Teman-temannya menjadi iri, "Andai bapak kami syahid saat peperangan, pasti kami akan seperti engkau."
Tapi waktu tetap berjalan tanpa memikirkan kerikil-kerikil yang hendak menyandungnya. Sampailah waktu di mana hari wafatnya Rasulullah. Anak itu kembali kehilangan kekasih hatinya, kembali meratapi nasibnya. "Celaka, sungguh celaka. Kini aku terasing kembali. Aku bukan siapa-siapa lagi.

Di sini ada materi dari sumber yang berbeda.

//! Minimal RESP (REdis Serialization Protocol) support.
//!
//! Only what the harness needs: encoding commands as arrays of bulk strings
//! and decoding replies. The stub server reuses the same framing to parse
//! requests and write replies.

pub mod protocol;

pub use protocol::{encode_command, read_value, write_value, Value};
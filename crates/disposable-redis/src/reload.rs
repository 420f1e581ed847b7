//! Run a test body before and after a dump-and-reload.
//!
//! ```rust,no_run
//! # use disposable_redis::{DisposableRedis, InstanceConfig, Result};
//! # fn demo(server: &DisposableRedis) -> Result<()> {
//! let mut client = server.client()?;
//! client.set("k", "v")?;
//! for phase in client.retry_with_reload() {
//!     let phase = phase?;
//!     assert_eq!(client.get("k")?.as_deref(), Some("v"), "phase {}", phase.value());
//! }
//! # Ok(())
//! # }
//! ```

use crate::error::Result;
use crate::process::DisposableRedis;
use std::iter::FusedIterator;

/// Which pass of a reload-retry loop is running.
#[derive(Debug, Clone, Copy, PartialEq, Eq, Hash)]
pub enum ReloadPhase {
    /// Against the state as written.
    First,
    /// Against the state after `SAVE` + `DEBUG RELOAD`.
    Retry,
}

impl ReloadPhase {
    /// 1 for the first pass, 2 for the retry.
    pub fn value(self) -> u8 {
        match self {
            ReloadPhase::First => 1,
            ReloadPhase::Retry => 2,
        }
    }
}

impl std::fmt::Display for ReloadPhase {
    fn fmt(&self, f: &mut std::fmt::Formatter<'_>) -> std::fmt::Result {
        write!(f, "{}", self.value())
    }
}

#[derive(Debug, Clone, Copy, PartialEq, Eq)]
enum Step {
    First,
    Reload,
    Done,
}

/// Iterator yielding [`ReloadPhase::First`], then reloading the server and
/// yielding [`ReloadPhase::Retry`].
///
/// If the reload fails, the second item is the error and iteration ends.
#[derive(Debug)]
pub struct ReloadRetry<'a> {
    server: &'a DisposableRedis,
    step: Step,
}

impl<'a> ReloadRetry<'a> {
    pub(crate) fn new(server: &'a DisposableRedis) -> Self {
        Self {
            server,
            step: Step::First,
        }
    }
}

impl Iterator for ReloadRetry<'_> {
    type Item = Result<ReloadPhase>;

    fn next(&mut self) -> Option<Self::Item> {
        match self.step {
            Step::First => {
                self.step = Step::Reload;
                Some(Ok(ReloadPhase::First))
            }
            Step::Reload => {
                self.step = Step::Done;
                Some(self.server.dump_and_reload().map(|()| ReloadPhase::Retry))
            }
            Step::Done => None,
        }
    }

    fn size_hint(&self) -> (usize, Option<usize>) {
        let remaining = match self.step {
            Step::First => 2,
            Step::Reload => 1,
            Step::Done => 0,
        };
        (remaining, Some(remaining))
    }
}

impl FusedIterator for ReloadRetry<'_> {}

Aku kini menjadi yatim yang kesepian."
Kegundahan itu disaksikan oleh Abu Bakar Ash-Shiddiq, dipeluknya anak itu. Kemudian Abu Bakar Ash-Shiddiqlah yang mengambil peran pengasuhannya.

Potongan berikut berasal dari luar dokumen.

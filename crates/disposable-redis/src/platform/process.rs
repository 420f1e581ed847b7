//! Platform-specific process signalling.

use crate::error::{HarnessError, Result};
use std::process::Child;
use tracing::debug;

/// Ask a child process to terminate, without waiting for it.
///
/// # Platform Behavior
/// - **Linux/macOS**: sends SIGTERM so the server can shut down cleanly
/// - **Windows**: there is no graceful signal; falls back to `Child::kill`
///
/// A process that has already exited is not an error.
pub fn request_terminate(child: &mut Child) -> Result<()> {
    let pid = child.id();

    #[cfg(unix)]
    {
        use nix::errno::Errno;
        use nix::sys::signal::{kill, Signal};
        use nix::unistd::Pid;

        let raw = i32::try_from(pid).map_err(|_| HarnessError::Io {
            message: format!("pid {} out of range", pid),
            source: None,
        })?;

        debug!("Sending SIGTERM to process {}", pid);
        match kill(Pid::from_raw(raw), Signal::SIGTERM) {
            Ok(()) | Err(Errno::ESRCH) => Ok(()),
            Err(e) => Err(HarnessError::Io {
                message: format!("send SIGTERM to {}: {}", pid, e),
                    source: Some(std::io::Error::from(e)),
            }),
        }
    }

    #[cfg(not(unix))]
    {
        debug!("Killing process {}", pid);
        match child.kill() {
            Ok(()) => Ok(()),
            Err(e) if e.kind() == std::io::ErrorKind::InvalidInput => Ok(()),
            Err(e) => Err(HarnessError::from(e)),
        }
    }
}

Perjumpaan istimewa itu kian terkenang di berbagai kalangan sahabat. Diteladaninya kasih sayang Rasulullah kepada sesama manusia. Maka sebagai muslim, mengapa kita malah membiarkan sesama manusia tertindas?
Kasih sayang ini penting untuk kita teladani, saling menolong tanpa melihat latar belakang. Hal ini dapat kita amalkan mulai dari lingkup keluarga, pertemanan, dan masyarakat luas. Penting juga untuk kita menyayangi anak-anak yatim sebagaimana kita menyayangi anak-anak kita sendiri.
Dalam salah satu Hadist, Rasulullah bersabda "Aku dan orang yang mengurus (menanggung) anak yatim (kedudukannya) di dalam surga seperti ini. Beliau mengisyaratkan dengan (kedua jarinya yaitu) telunjuk dan jari tengah serta agak merenggangkan keduanya." (HR Imam Al-Bukhari).
Dengan demikian, marilah kita mengembangkan peduli kasih kita. Membangun kerukunan dan kedamaian sebagaimana tuntunan Nabi Muhammad SAW.